I'm glad that my surgery is at 7:30 am. Being the first case means the doctor can't run behind and make me wait. Because that would suck. Waiting sucks. I feel bad that Tony has to wait for the surgeon to come out and tell him that everything went fine. Then he has to wait until I wake up before they even let him see me.

Well, I have a big day ahead of me, and I still need to finish some laundry and pack for the hospital. New, cancer free bon bons, here I come!

 Enough hair to go hat-less in public? 















Tuesday, January 1, 2013

New Year, New Me

Wow, it's been awhile. I've thought about blogging so many times over the past few weeks, but I just haven't had the energy to do it. Now that the holidays are over, I need to get back on the wagon. Christmas was absolutely wonderful this year. So many unforgettable memories were made. When I was first diagnosed, I was deeply scared that this would be the last Christmas spent with my friends and family. My outlook on life has changed so much these past few months. I first went through shock, then denial, and finally acceptance. I'm learning to document my life with more photos, videos, and journaling. I don't want any special moments to be forgotten.

My double mastectomy is scheduled to be on January 18. I'm trying to prepare for it by organizing the house like crazy. Since my recovery will be at least 3 weeks, I want to make sure that things are in order.
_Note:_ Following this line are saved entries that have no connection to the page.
use std::collections::VecDeque;

use parking_lot::Mutex;
use serde_json::Value;
use tokio_util::sync::CancellationToken;
use tracing::debug;

use super::document::ListenerId;
use crate::settings::models::{FontSize, FontStyle, FontWeight, ThemeMode};

/// Backend replies kept per page; older ones are evicted first.
pub const MAX_REPLIES: usize = 32;

/// Font and theme captured from the store right before styles are disabled.
#[derive(Clone, Copy, Debug, Default, PartialEq, Eq)]
pub struct StyleSnapshot {
    pub font_size: Option<FontSize>,
    pub font_weight: Option<FontWeight>,
    pub theme_mode: Option<ThemeMode>,
}

#[derive(Debug, Default)]
struct ContextState {
    snapshot: StyleSnapshot,
    cursor_enabled: bool,
    applied_font: FontStyle,
    overlay_listener: Option<ListenerId>,
    replies: VecDeque<Value>,
}

/// State of one injected page, alive from injection until navigation.
///
/// Once torn down every operation holding it becomes a no-op.
#[derive(Debug)]
pub struct PageContext {
    token: CancellationToken,
    state: Mutex<ContextState>,
}

impl PageContext {
    pub fn new() -> Self {
        Self {
            token: CancellationToken::new(),
            state: Mutex::new(ContextState {
                cursor_enabled: true,
                ..Default::default()
            }),
        }
    }

    pub fn token(&self) -> &CancellationToken {
        &self.token
    }

    pub fn is_active(&self) -> bool {
        !self.token.is_cancelled()
    }

    pub fn teardown(&self) {
        if self.is_active() {
            debug!("Page context torn down");
            self.token.cancel();
        }
    }

    pub fn snapshot(&self) -> StyleSnapshot {
        self.state.lock().snapshot
    }

    pub fn set_snapshot(&self, snapshot: StyleSnapshot) {
        self.state.lock().snapshot = snapshot;
    }

    pub fn cursor_enabled(&self) -> bool {
        self.state.lock().cursor_enabled
    }

    pub fn set_cursor_enabled(&self, enabled: bool) {
        self.state.lock().cursor_enabled = enabled;
    }

    pub fn applied_font(&self) -> FontStyle {
        self.state.lock().applied_font
    }

    /// Merge `style` into the applied font and return the result.
    pub fn merge_font(&self, style: FontStyle) -> FontStyle {
        let mut state = self.state.lock();
        state.applied_font = state.applied_font.merged(style);
        state.applied_font
    }

    pub fn clear_font(&self) {
        self.state.lock().applied_font = FontStyle::default();
    }

    /// Swap in the new overlay listener, returning the previous one.
    pub fn replace_overlay_listener(&self, listener: Option<ListenerId>) -> Option<ListenerId> {
        std::mem::replace(&mut self.state.lock().overlay_listener, listener)
    }

    /// Record an `<X>_RESPONSE` / `<X>_ERROR` delivered by the background.
    pub fn record_reply(&self, reply: Value) {
        let mut state = self.state.lock();
        state.replies.push_back(reply);
        while state.replies.len() > MAX_REPLIES {
            state.replies.pop_front();
        }
    }

    pub fn replies(&self) -> Vec<Value> {
        self.state.lock().replies.iter().cloned().collect()
    }
}

impl Default for PageContext {
    fn default() -> Self {
        Self::new()
    }
}
//! In-memory model of the parts of a live page the content side touches:
//! head stylesheets, inline styles, the overlay frame and window messages.

use std::collections::BTreeMap;
use std::sync::Arc;

use parking_lot::Mutex;
use serde_json::Value;

pub type ListenerId = u64;
pub type WindowId = u64;
pub type ElementId = usize;

pub type SharedDocument = Arc<Mutex<PageDocument>>;

/// Inline `style` attribute of one element.
#[derive(Clone, Debug, Default, PartialEq, Eq)]
pub struct InlineStyle {
    properties: BTreeMap<String, String>,
}

impl InlineStyle {
    pub fn get(&self, property: &str) -> Option<&str> {
        self.properties.get(property).map(String::as_str)
    }

    pub fn set(&mut self, property: &str, value: impl Into<String>) {
        self.properties.insert(property.to_string(), value.into());
    }

    pub fn remove(&mut self, property: &str) -> Option<String> {
        self.properties.remove(property)
    }

    pub fn is_empty(&self) -> bool {
        self.properties.is_empty()
    }

    /// `a: b; c: d` in property order.
    pub fn css_text(&self) -> String {
        self.properties
            .iter()
            .map(|(k, v)| format!("{k}: {v}"))
            .collect::<Vec<_>>()
            .join("; ")
    }
}

#[derive(Clone, Debug, PartialEq, Eq)]
pub struct Element {
    pub tag: String,
    pub style: InlineStyle,
}

#[derive(Clone, Debug, PartialEq, Eq)]
pub struct StyleNode {
    pub id: String,
    pub css: String,
}

/// An `<iframe>` appended to the body, with its own content window.
#[derive(Clone, Debug, PartialEq)]
pub struct FrameElement {
    pub id: String,
    pub src: String,
    pub style: InlineStyle,
    pub window: WindowId,
    /// Messages posted into the frame's content window, oldest first.
    pub posted: Vec<Value>,
}

/// A `message` event on the page window.
#[derive(Clone, Debug, PartialEq)]
pub struct WindowEvent {
    /// Content window the message came from; `None` for the page itself.
    pub source: Option<WindowId>,
    pub data: Value,
}

pub type WindowListener = Arc<dyn Fn(&mut PageDocument, &WindowEvent) + Send + Sync>;

/// Product data scraped from the page, as far as it has loaded.
#[derive(Clone, Debug, Default, PartialEq)]
pub struct ProductSnapshot {
    pub title: Option<String>,
    pub vendor_html: Option<String>,
    pub review_payload: Option<Value>,
}

pub struct PageDocument {
    url: String,
    head: Vec<StyleNode>,
    elements: Vec<Element>,
    body_style: InlineStyle,
    frames: Vec<FrameElement>,
    listeners: BTreeMap<ListenerId, WindowListener>,
    next_listener: ListenerId,
    next_window: WindowId,
    product: ProductSnapshot,
}

impl PageDocument {
    pub fn new(url: impl Into<String>) -> Self {
        Self {
            url: url.into(),
            head: Vec::new(),
            elements: Vec::new(),
            body_style: InlineStyle::default(),
            frames: Vec::new(),
            listeners: BTreeMap::new(),
            next_listener: 1,
            next_window: 1,
            product: ProductSnapshot::default(),
        }
    }

    pub fn shared(url: impl Into<String>) -> SharedDocument {
        Arc::new(Mutex::new(Self::new(url)))
    }

    pub fn url(&self) -> &str {
        &self.url
    }

    // Head stylesheets

    pub fn style_node(&self, id: &str) -> Option<&str> {
        self.head
            .iter()
            .find(|node| node.id == id)
            .map(|node| node.css.as_str())
    }

    /// Remove any node with `id`, then append a fresh one.
    pub fn replace_style_node(&mut self, id: &str, css: impl Into<String>) {
        self.remove_style_node(id);
        self.head.push(StyleNode {
            id: id.to_string(),
            css: css.into(),
        });
    }

    pub fn remove_style_node(&mut self, id: &str) -> bool {
        let before = self.head.len();
        self.head.retain(|node| node.id != id);
        before != self.head.len()
    }

    pub fn style_nodes(&self) -> &[StyleNode] {
        &self.head
    }

    // Elements

    pub fn add_element(&mut self, tag: impl Into<String>) -> ElementId {
        self.elements.push(Element {
            tag: tag.into(),
            style: InlineStyle::default(),
        });
        self.elements.len() - 1
    }

    pub fn element(&self, id: ElementId) -> Option<&Element> {
        self.elements.get(id)
    }

    pub fn element_mut(&mut self, id: ElementId) -> Option<&mut Element> {
        self.elements.get_mut(id)
    }

    pub fn elements_mut(&mut self) -> impl Iterator<Item = &mut Element> {
        self.elements.iter_mut()
    }

    pub fn body_style(&self) -> &InlineStyle {
        &self.body_style
    }

    pub fn body_style_mut(&mut self) -> &mut InlineStyle {
        &mut self.body_style
    }

    /// Remove the named inline properties from every element.
    pub fn strip_inline_properties(&mut self, properties: &[&str]) {
        for element in &mut self.elements {
            for property in properties {
                element.style.remove(property);
            }
        }
    }

    // Frames

    /// Append an iframe to the body and give it a fresh content window.
    pub fn append_frame(&mut self, id: &str, src: impl Into<String>, style: InlineStyle) -> WindowId {
        let window = self.next_window;
        self.next_window += 1;
        self.frames.push(FrameElement {
            id: id.to_string(),
            src: src.into(),
            style,
            window,
            posted: Vec::new(),
        });
        window
    }

    pub fn frame(&self, id: &str) -> Option<&FrameElement> {
        self.frames.iter().find(|frame| frame.id == id)
    }

    pub fn frame_mut(&mut self, id: &str) -> Option<&mut FrameElement> {
        self.frames.iter_mut().find(|frame| frame.id == id)
    }

    pub fn remove_frame(&mut self, id: &str) -> Option<FrameElement> {
        let index = self.frames.iter().position(|frame| frame.id == id)?;
        Some(self.frames.remove(index))
    }

    /// `frame.contentWindow.postMessage(message)`. False when the frame is absent.
    pub fn post_to_frame(&mut self, id: &str, message: Value) -> bool {
        match self.frame_mut(id) {
            Some(frame) => {
                frame.posted.push(message);
                true
            }
            None => false,
        }
    }

    // Window messages

    pub fn add_window_listener(&mut self, listener: WindowListener) -> ListenerId {
        let id = self.next_listener;
        self.next_listener += 1;
        self.listeners.insert(id, listener);
        id
    }

    pub fn remove_window_listener(&mut self, id: ListenerId) -> bool {
        self.listeners.remove(&id).is_some()
    }

    pub fn window_listener_count(&self) -> usize {
        self.listeners.len()
    }

    /// Dispatch a `message` event to every registered listener.
    pub fn post_window_message(&mut self, source: Option<WindowId>, data: Value) {
        let event = WindowEvent { source, data };
        let listeners: Vec<WindowListener> = self.listeners.values().cloned().collect();
        for listener in listeners {
            listener(self, &event);
        }
    }

    // Scraped product data

    pub fn product(&self) -> &ProductSnapshot {
        &self.product
    }

    pub fn product_mut(&mut self) -> &mut ProductSnapshot {
        &mut self.product
    }
}

#[cfg(test)]
mod tests {
    use super::*;
    use serde_json::json;

    #[test]
    fn test_replace_style_node_keeps_one_node() {
        let mut doc = PageDocument::new("https://shop.example/");
        doc.replace_style_node("font", "a { }");
        doc.replace_style_node("mode", "b { }");
        doc.replace_style_node("font", "c { }");

        assert_eq!(doc.style_nodes().len(), 2);
        assert_eq!(doc.style_node("font"), Some("c { }"));
        // Re-created nodes go to the end of the head.
        assert_eq!(doc.style_nodes()[1].id, "font");
        assert!(doc.remove_style_node("font"));
        assert!(!doc.remove_style_node("font"));
    }

    #[test]
    fn test_strip_inline_properties() {
        let mut doc = PageDocument::new("https://shop.example/");
        let p = doc.add_element("p");
        {
            let style = &mut doc.element_mut(p).unwrap().style;
            style.set("font-size", "20px");
            style.set("color", "red");
        }
        doc.strip_inline_properties(&["font-size", "filter"]);

        let style = &doc.element(p).unwrap().style;
        assert_eq!(style.get("font-size"), None);
        assert_eq!(style.css_text(), "color: red");
    }

    #[test]
    fn test_window_listeners_see_source() {
        let mut doc = PageDocument::new("https://shop.example/");
        let window = doc.append_frame("frame", "about:blank", InlineStyle::default());
        let listener = doc.add_window_listener(Arc::new(move |doc: &mut PageDocument, event: &WindowEvent| {
            if event.source == Some(window) {
                doc.body_style_mut().set("outline", "1px");
            }
        }));

        doc.post_window_message(None, json!({}));
        assert!(doc.body_style().is_empty());
        doc.post_window_message(Some(window), json!({}));
        assert_eq!(doc.body_style().get("outline"), Some("1px"));

        assert!(doc.remove_window_listener(listener));
        assert_eq!(doc.window_listener_count(), 0);
    }
}
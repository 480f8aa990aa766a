pub mod controllers;
pub mod models;
pub mod repositories;

pub use models::{SettingsCache, SettingsRecord, SharedSettingsCache};
pub use repositories::{InMemorySettingsStore, JsonFileSettingsStore, SettingsStore};
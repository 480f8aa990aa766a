pub mod layer;
pub mod store;

pub use layer::DiagnosticsLayer;
pub use store::{DiagnosticEntry, DiagnosticLevel, DiagnosticsStore};
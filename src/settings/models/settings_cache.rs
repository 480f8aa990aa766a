use std::sync::Arc;

use parking_lot::RwLock;
use tracing::debug;

use super::settings_record::{
    CursorSize, CursorTheme, FontSize, FontWeight, SettingsRecord, ThemeMode,
};
use crate::protocol::{SettingsSnapshot, ThemePayload};

/// Background-resident mirror of the theme and cursor settings.
///
/// Written only by the change propagator. Every field starts out `None` after
/// a restart; readers get defaults for anything not yet observed. Fields are
/// updated one at a time, so a reader may briefly see a new font size next to
/// an old font weight.
#[derive(Clone, Debug, Default, PartialEq, Eq)]
pub struct SettingsCache {
    font_size: Option<FontSize>,
    font_weight: Option<FontWeight>,
    theme_mode: Option<ThemeMode>,
    cursor_theme: Option<CursorTheme>,
    cursor_size: Option<CursorSize>,
    cursor_enabled: Option<bool>,
}

pub type SharedSettingsCache = Arc<RwLock<SettingsCache>>;

/// Cursor part of the cache, with defaults applied.
#[derive(Clone, Copy, Debug, PartialEq, Eq)]
pub struct CursorPreferences {
    pub enabled: bool,
    pub theme: CursorTheme,
    pub size: CursorSize,
}

impl SettingsCache {
    pub fn new() -> Self {
        Self::default()
    }

    pub fn shared() -> SharedSettingsCache {
        Arc::new(RwLock::new(Self::new()))
    }

    /// Seed every field from a full store read.
    pub fn populate(&mut self, record: &SettingsRecord) {
        self.font_size = Some(record.font_size);
        self.font_weight = Some(record.font_weight);
        self.theme_mode = Some(record.theme_mode);
        self.cursor_theme = Some(record.cursor_theme);
        self.cursor_size = Some(record.cursor_size);
        self.cursor_enabled = Some(record.is_cursor_enabled);
        debug!(?record, "Settings cache populated");
    }

    pub fn is_empty(&self) -> bool {
        *self == Self::default()
    }

    pub fn set_font_size(&mut self, size: FontSize) {
        debug!(?size, "Cached font size");
        self.font_size = Some(size);
    }

    pub fn set_font_weight(&mut self, weight: FontWeight) {
        debug!(?weight, "Cached font weight");
        self.font_weight = Some(weight);
    }

    pub fn set_theme(&mut self, mode: ThemeMode) {
        debug!(?mode, "Cached theme mode");
        self.theme_mode = Some(mode);
    }

    pub fn set_cursor_theme(&mut self, theme: CursorTheme) {
        self.cursor_theme = Some(theme);
    }

    pub fn set_cursor_size(&mut self, size: CursorSize) {
        self.cursor_size = Some(size);
    }

    pub fn set_cursor_enabled(&mut self, enabled: bool) {
        self.cursor_enabled = Some(enabled);
    }

    pub fn font_size(&self) -> FontSize {
        self.font_size.unwrap_or_default()
    }

    pub fn font_weight(&self) -> FontWeight {
        self.font_weight.unwrap_or_default()
    }

    pub fn theme_mode(&self) -> ThemeMode {
        self.theme_mode.unwrap_or_default()
    }

    pub fn cursor_theme(&self) -> CursorTheme {
        self.cursor_theme.unwrap_or_default()
    }

    pub fn cursor_size(&self) -> CursorSize {
        self.cursor_size.unwrap_or_default()
    }

    pub fn cursor_enabled(&self) -> bool {
        self.cursor_enabled
            .unwrap_or(SettingsRecord::default().is_cursor_enabled)
    }

    pub fn cursor_preferences(&self) -> CursorPreferences {
        CursorPreferences {
            enabled: self.cursor_enabled(),
            theme: self.cursor_theme(),
            size: self.cursor_size(),
        }
    }

    /// Full theme view, read at call time.
    pub fn theme_payload(&self) -> ThemePayload {
        ThemePayload {
            font_size: self.font_size(),
            font_weight: self.font_weight(),
            theme_mode: self.theme_mode(),
        }
    }

    pub fn snapshot(&self) -> SettingsSnapshot {
        SettingsSnapshot {
            font_size: self.font_size(),
            font_weight: self.font_weight(),
            theme_mode: self.theme_mode(),
            is_cursor_enabled: self.cursor_enabled(),
            cursor_size: self.cursor_size(),
            cursor_theme: self.cursor_theme(),
        }
    }
}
After my recovery, I will be getting radiation daily for 5 weeks. I anticipate being on medical leave for at least two months, which means I need to get my long term sub ready. Just another thing that I need to take care of. It is not easy to prepare a complete stranger to take over your classroom for a long period of time.

The plastic surgeon I met with came highly recommended by a friend of mine. He estimates that my whole reconstruction process will take about two years. Radiation complicates things because it ruins your skin. He says that he will need to use my latissimus dorsi muscle and skin from my back to help create new breasts. This will be in addition to implants. I was bummed that he couldn't use my stomach fat! I really do have excess tummy fat and skin, just not enough to make new breasts. Bummer. All of the additional surgeries will take place after radiation and after my skin has been fully expanded. A day after the mastectomy, I will leave the hospital with expanders and drains.

So the anticipation is building. I'm trying to keep busy to avoid freaking out about this whole thing. Because I am really freaking out. This is not my first surgery, but it's a major one that will leave my body deformed for awhile.

Since I'm typing in bed right now, it's too dark to take any pictures. I will post an updated one soon. Happy New Year, everyone! May 2013 be an amazing year full of love and happiness! 2012 sucked for me, so I'm looking forward to new beginnings!